▶ _WHAT YOU WILL DO_
Looking at the material below, count the lines that contain "PrintError" and answer with the count only.

▶ _LISTED RECORDS_
= = =

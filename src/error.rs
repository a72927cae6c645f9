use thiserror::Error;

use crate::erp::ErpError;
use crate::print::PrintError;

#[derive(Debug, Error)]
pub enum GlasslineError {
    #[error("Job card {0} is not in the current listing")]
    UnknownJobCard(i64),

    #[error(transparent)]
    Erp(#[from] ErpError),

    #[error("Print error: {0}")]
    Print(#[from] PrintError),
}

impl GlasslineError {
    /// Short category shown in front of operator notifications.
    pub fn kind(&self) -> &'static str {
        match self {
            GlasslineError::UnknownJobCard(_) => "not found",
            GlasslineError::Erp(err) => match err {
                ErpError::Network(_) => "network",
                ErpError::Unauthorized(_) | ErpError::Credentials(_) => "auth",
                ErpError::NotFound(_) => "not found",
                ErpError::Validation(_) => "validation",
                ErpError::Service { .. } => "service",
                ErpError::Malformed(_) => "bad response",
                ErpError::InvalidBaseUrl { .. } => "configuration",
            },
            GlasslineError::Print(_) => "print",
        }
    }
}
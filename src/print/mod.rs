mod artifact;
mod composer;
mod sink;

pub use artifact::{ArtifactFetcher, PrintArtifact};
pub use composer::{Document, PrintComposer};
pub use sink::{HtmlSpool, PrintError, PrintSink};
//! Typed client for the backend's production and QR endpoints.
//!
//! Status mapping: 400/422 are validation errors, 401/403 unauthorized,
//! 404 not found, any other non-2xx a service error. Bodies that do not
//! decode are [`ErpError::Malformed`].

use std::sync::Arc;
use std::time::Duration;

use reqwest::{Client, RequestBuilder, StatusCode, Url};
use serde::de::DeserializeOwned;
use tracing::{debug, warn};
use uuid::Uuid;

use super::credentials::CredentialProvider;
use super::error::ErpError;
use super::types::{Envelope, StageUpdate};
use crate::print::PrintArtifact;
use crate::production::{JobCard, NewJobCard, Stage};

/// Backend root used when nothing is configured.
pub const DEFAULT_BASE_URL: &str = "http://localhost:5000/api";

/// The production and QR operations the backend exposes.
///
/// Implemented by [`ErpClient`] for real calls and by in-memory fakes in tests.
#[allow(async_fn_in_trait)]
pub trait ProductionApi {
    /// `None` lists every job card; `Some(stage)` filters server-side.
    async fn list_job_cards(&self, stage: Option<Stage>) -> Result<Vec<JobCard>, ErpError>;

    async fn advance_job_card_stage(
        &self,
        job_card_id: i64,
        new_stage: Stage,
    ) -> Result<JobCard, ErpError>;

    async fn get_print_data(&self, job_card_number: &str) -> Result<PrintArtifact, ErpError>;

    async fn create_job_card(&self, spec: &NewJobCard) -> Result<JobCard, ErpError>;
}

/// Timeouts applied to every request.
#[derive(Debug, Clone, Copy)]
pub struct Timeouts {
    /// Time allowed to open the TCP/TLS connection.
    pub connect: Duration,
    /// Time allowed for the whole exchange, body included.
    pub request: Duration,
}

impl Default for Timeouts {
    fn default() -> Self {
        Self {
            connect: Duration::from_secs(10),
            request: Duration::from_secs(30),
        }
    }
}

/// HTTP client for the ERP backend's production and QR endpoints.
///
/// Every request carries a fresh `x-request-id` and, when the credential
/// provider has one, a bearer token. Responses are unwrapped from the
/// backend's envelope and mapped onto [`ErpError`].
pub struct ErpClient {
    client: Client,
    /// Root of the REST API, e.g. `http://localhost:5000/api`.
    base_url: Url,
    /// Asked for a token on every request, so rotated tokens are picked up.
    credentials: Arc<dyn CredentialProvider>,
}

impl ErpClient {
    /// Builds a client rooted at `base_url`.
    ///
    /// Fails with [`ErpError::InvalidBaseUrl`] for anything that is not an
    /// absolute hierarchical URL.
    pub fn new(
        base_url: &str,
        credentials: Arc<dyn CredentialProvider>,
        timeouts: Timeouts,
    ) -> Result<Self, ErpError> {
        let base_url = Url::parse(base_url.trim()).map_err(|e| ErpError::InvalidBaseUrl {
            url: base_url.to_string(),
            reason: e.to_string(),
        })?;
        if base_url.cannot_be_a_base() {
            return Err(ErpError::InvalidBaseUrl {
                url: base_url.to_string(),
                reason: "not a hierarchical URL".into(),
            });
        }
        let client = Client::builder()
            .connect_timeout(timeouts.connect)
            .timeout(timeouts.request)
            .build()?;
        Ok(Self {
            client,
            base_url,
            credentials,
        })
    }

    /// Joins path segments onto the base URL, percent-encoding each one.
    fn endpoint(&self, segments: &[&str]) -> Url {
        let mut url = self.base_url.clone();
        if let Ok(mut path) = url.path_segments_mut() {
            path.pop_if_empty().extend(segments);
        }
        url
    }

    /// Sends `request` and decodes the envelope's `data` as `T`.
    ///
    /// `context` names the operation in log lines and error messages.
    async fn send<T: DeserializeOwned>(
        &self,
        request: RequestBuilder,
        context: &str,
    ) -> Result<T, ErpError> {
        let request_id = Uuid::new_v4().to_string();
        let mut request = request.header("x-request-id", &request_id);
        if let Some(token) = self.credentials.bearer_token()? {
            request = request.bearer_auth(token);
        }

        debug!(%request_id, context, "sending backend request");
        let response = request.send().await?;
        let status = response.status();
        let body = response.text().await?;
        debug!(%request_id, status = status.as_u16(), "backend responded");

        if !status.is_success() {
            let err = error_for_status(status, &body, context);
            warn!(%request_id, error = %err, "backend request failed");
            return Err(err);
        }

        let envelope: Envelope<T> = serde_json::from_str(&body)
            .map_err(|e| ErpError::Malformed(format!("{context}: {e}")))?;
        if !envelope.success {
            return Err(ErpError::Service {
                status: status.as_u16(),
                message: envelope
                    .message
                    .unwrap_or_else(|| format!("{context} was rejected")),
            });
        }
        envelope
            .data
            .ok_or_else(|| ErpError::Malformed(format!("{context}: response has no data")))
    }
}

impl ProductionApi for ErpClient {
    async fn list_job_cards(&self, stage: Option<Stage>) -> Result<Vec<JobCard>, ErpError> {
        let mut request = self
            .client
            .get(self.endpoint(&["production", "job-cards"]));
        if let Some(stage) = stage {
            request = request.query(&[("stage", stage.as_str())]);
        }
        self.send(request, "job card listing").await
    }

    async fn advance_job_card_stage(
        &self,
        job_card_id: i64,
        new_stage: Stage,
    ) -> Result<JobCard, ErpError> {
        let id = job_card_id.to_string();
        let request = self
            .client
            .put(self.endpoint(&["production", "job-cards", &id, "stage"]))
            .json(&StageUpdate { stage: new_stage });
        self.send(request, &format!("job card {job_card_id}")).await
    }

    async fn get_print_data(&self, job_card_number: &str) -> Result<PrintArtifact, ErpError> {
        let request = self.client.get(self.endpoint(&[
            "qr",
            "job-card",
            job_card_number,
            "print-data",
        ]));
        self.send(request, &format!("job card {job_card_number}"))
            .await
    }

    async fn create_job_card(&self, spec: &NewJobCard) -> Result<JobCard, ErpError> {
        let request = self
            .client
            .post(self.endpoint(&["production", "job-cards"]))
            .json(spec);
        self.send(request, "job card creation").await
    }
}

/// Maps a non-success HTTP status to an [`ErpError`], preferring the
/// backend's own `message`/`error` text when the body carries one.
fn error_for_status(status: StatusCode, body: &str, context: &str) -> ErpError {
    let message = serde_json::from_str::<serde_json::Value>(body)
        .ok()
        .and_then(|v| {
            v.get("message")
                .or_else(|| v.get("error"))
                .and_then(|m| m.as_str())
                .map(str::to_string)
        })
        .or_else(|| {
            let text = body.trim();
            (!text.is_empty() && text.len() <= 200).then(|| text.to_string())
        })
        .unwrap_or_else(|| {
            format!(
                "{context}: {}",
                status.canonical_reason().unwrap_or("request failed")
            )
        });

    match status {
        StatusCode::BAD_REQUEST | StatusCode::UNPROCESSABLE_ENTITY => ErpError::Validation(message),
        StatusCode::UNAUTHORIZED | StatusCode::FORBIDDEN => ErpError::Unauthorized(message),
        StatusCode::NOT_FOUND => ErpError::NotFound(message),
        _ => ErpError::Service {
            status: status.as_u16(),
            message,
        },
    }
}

= = =

▶ _RESULT FOR THIS EXERCISE_
3